Eine vielleicht gewünschte Internationalisierung des universitären Lehrkörpers wird aufgrund der geplanten Verbeamtung der Stelleninhaberinnen und -inhaber genauso ausbleiben wie die nicht gewünschte Abwanderung der besten Köpfe. Um dies zu verhindern, sollte der Staat endlich die den Universitäten jährlich inzwischen fehlenden zehn Milliarden Mark zusätzlich bereitstellen und darüber hinaus die Lasten der universitären Ausbildung durch Rückgliederung der außeruniversitären Forschungseinrichtungen möglichst gleich umverteilen. Stattdessen wird den extern Promovierten ohne Lehrerfahrung künftig der direkte Zugang zur Professur eröffnet.

Mit der Juniorprofessur wird jetzt auch die "Light"-Kopie des angloamerikanischen Lehrkörpersystems in die deutsche Wissenschaftslandschaft einziehen, jedoch ohne die restriktiven Überprüfungsmechanismen der Lehrqualität. Abermals vergaß man, dass die wesentlichen Probleme der deutschen Ausbildung nicht in deren Qualität, sondern ihrer Finanzierung liegen. Selbst ältere, in Deutschland promovierte Wissenschaftlerinnen und Wissenschaftler sind aufgrund ihrer soliden Ausbildung in Amerika noch immer heiß begehrt.

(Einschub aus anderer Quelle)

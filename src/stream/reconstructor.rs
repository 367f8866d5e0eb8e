//! 流重建器：把多路复用的执行帧还原为有序、持久化、可重放的事件与完整消息
//!
//! 不变量：
//! - 同一时间只有一个活动累加器；遇到不同消息 ID 的增量、完整消息或节点边界时先落盘（flush）
//! - 已落盘的消息 ID 再次出现增量时（嵌套执行交错），续写部分改用派生 ID `{id}-{n}`，
//!   其 `llm_stream` 与落盘消息使用同一派生 ID
//! - 顶层节点变化：flush → `node_end(旧)` → `node_start(新)`，每帧都检查
//! - 完整消息立即持久化并发 `message_complete`；本次运行已落盘的 ID 不会重复写入
//! - 文本增量发 `llm_stream`，工具参数片段发 `message_delta`，两者互不混杂
//! - 状态更新中的 `current_stage` 变化恰好产生一次 `stage_change`
//! - 每条落盘消息的父消息是上一条落盘消息（运行开始时为用户消息）

use std::collections::{HashMap, HashSet};
use std::sync::Arc;

use serde_json::{json, Value};

use super::accumulator::Accumulator;
use super::frame::{Channel, Frame, MessageDelta, MessageUnit, Namespace, StateUpdate};
use crate::model::{ChatMessage, Event, EventType, Message, MessageKind};
use crate::store::{EventStore, MessageStore, Store, StoreError};

/// 单次运行的流重建器（由控制器独占）
pub struct StreamReconstructor {
    store: Arc<dyn Store>,
    session_id: String,
    trace_id: Option<String>,
    parent_id: Option<String>,
    last_node: Option<String>,
    current_stage: Option<String>,
    persisted: HashSet<String>,
    /// 原始消息 ID → 已派生的续写次数
    continuations: HashMap<String, usize>,
    active: Option<Accumulator>,
    /// 活动累加器对应的原始增量 ID（派生时与累加器 ID 不同）
    active_source: Option<String>,
}

impl StreamReconstructor {
    pub fn new(
        store: Arc<dyn Store>,
        session_id: impl Into<String>,
        trace_id: Option<String>,
        parent_id: Option<String>,
    ) -> Self {
        Self {
            store,
            session_id: session_id.into(),
            trace_id,
            parent_id,
            last_node: None,
            current_stage: None,
            persisted: HashSet::new(),
            continuations: HashMap::new(),
            active: None,
            active_source: None,
        }
    }

    pub fn current_stage(&self) -> Option<&str> {
        self.current_stage.as_deref()
    }

    pub fn current_node(&self) -> Option<&str> {
        self.last_node.as_deref()
    }

    pub fn session_id(&self) -> &str {
        &self.session_id
    }

    /// 处理一帧
    pub async fn handle(&mut self, frame: Frame) -> Result<(), StoreError> {
        if let Some(node) = frame.top_level_node() {
            if self.last_node.as_deref() != Some(node) {
                let node = node.to_string();
                self.enter_node(node).await?;
            }
        }

        let Frame { namespace, channel } = frame;
        match channel {
            Channel::Updates(update) => self.on_update(update).await,
            Channel::Messages(msg) => match msg.unit {
                MessageUnit::Delta(delta) => self.on_delta(&namespace, &msg.node, delta).await,
                MessageUnit::Complete { id, message } => self.on_complete(id, message).await,
            },
        }
    }

    /// 运行结束：落盘剩余增量并关闭最后一个节点
    pub async fn finish(&mut self) -> Result<(), StoreError> {
        self.flush().await?;
        if let Some(prev) = self.last_node.take() {
            self.emit_node(EventType::NodeEnd, &prev).await?;
        }
        Ok(())
    }

    /// 落盘活动累加器
    pub async fn flush(&mut self) -> Result<(), StoreError> {
        self.active_source = None;
        let Some(acc) = self.active.take() else {
            return Ok(());
        };
        let id = acc.id().to_string();
        let node = acc.node().to_string();
        tracing::trace!(message_id = %id, namespace = ?acc.namespace().segments(), "flushing accumulator");
        let message = acc.finish();
        if message.content.is_empty() && message.kind.tool_calls().is_empty() {
            tracing::debug!(message_id = %id, "skipping empty accumulated message");
            return Ok(());
        }
        let agent = self.last_node.clone().unwrap_or(node);
        self.persist(id, Some(agent), message).await
    }

    /// 写一条事件（控制器的生命周期事件也经由这里，保证单一写入者）
    pub async fn emit(
        &self,
        event_type: EventType,
        data: Value,
        message_id: Option<String>,
        agent_name: Option<String>,
    ) -> Result<Event, StoreError> {
        let mut event = Event::new(self.session_id.clone(), event_type, data)
            .with_agent(agent_name)
            .with_trace(self.trace_id.clone());
        event.message_id = message_id;
        self.store.append_event(&event).await?;
        tracing::trace!(
            session_id = %self.session_id,
            event_type = %event_type,
            "event appended"
        );
        Ok(event)
    }

    async fn enter_node(&mut self, node: String) -> Result<(), StoreError> {
        self.flush().await?;
        if let Some(prev) = self.last_node.take() {
            self.emit_node(EventType::NodeEnd, &prev).await?;
        }
        self.emit_node(EventType::NodeStart, &node).await?;
        self.last_node = Some(node);
        Ok(())
    }

    async fn emit_node(&self, event_type: EventType, node: &str) -> Result<(), StoreError> {
        self.emit(event_type, json!({ "node_name": node }), None, Some(node.to_string()))
            .await?;
        Ok(())
    }

    async fn on_update(&mut self, update: StateUpdate) -> Result<(), StoreError> {
        let Some(stage) = update.values.get("current_stage").and_then(Value::as_str) else {
            return Ok(());
        };
        if self.current_stage.as_deref() == Some(stage) {
            return Ok(());
        }
        let data = json!({
            "from_stage": self.current_stage,
            "to_stage": stage,
        });
        let agent = self.last_node.clone().or(Some(update.node));
        self.current_stage = Some(stage.to_string());
        self.emit(EventType::StageChange, data, None, agent).await?;
        Ok(())
    }

    async fn on_delta(
        &mut self,
        namespace: &Namespace,
        node: &str,
        delta: MessageDelta,
    ) -> Result<(), StoreError> {
        if self.active.is_some() && self.active_source.as_deref() != Some(delta.id.as_str()) {
            self.flush().await?;
        }
        if self.active.is_none() {
            let id = self.stream_id(&delta.id);
            self.active = Some(Accumulator::new(id, node, namespace.clone()));
            self.active_source = Some(delta.id.clone());
        }
        let Some(acc) = self.active.as_mut() else {
            return Ok(());
        };
        acc.push(&delta);
        let message_id = acc.id().to_string();

        let agent = self.last_node.clone().or_else(|| Some(node.to_string()));
        if !delta.content.is_empty() {
            let data = json!({
                "delta": delta.content,
                "content_type": "text",
                "namespace": namespace.segments(),
            });
            self.emit(EventType::LlmStream, data, Some(message_id.clone()), agent.clone())
                .await?;
        }
        for chunk in &delta.tool_call_chunks {
            let data = json!({
                "delta": chunk.args,
                "content_type": "tool_call",
                "tool_call_id": chunk.id,
                "tool_call_index": chunk.index,
                "tool_call_name": chunk.name,
                "namespace": namespace.segments(),
            });
            self.emit(EventType::MessageDelta, data, Some(message_id.clone()), agent.clone())
                .await?;
        }
        Ok(())
    }

    /// 新累加器的消息 ID：原始 ID 已落盘时派生 `{id}-{n}`
    fn stream_id(&mut self, source: &str) -> String {
        if !self.persisted.contains(source) {
            return source.to_string();
        }
        let n = self.continuations.entry(source.to_string()).or_insert(0);
        loop {
            *n += 1;
            let candidate = format!("{}-{}", source, n);
            if !self.persisted.contains(&candidate) {
                return candidate;
            }
        }
    }

    async fn on_complete(&mut self, id: Option<String>, message: ChatMessage) -> Result<(), StoreError> {
        self.flush().await?;
        match &message.kind {
            MessageKind::Assistant { .. } | MessageKind::Tool { .. } | MessageKind::System => {}
            MessageKind::User => {
                tracing::warn!(session_id = %self.session_id, "ignoring user message in execution stream");
                return Ok(());
            }
        }
        let id = id.unwrap_or_else(|| uuid::Uuid::new_v4().to_string());
        let agent = self.last_node.clone();
        self.persist(id, agent, message).await
    }

    async fn persist(
        &mut self,
        id: String,
        agent_name: Option<String>,
        chat: ChatMessage,
    ) -> Result<(), StoreError> {
        if self.persisted.contains(&id) {
            tracing::debug!(message_id = %id, "message already persisted in this run, skipping");
            return Ok(());
        }
        let mut message = Message::from_chat(id.clone(), self.session_id.clone(), self.parent_id.clone(), chat)
            .with_trace(self.trace_id.clone());
        message.agent_name = agent_name.clone();
        self.store.append_message(&message).await?;
        self.persisted.insert(id.clone());
        self.parent_id = Some(id.clone());

        let data = json!({
            "content": message.text(),
            "role": message.kind.role_name(),
            "message": message,
        });
        self.emit(EventType::MessageComplete, data, Some(id), agent_name)
            .await?;
        Ok(())
    }
}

Somit muss man in Zukunft nicht nur seinen Kindern das bessere Original der amerikanischen Studiengänge (die soliden deutschen wird es dann ja nicht mehr geben) empfehlen, sondern sollte als angehende Wissenschaftlerin bzw. angehender Wissenschaftler am besten gleich hinterher ziehen: Es wird einem sogar noch bessere Möglichkeiten bieten und man sieht seine Kinder vielleicht öfters.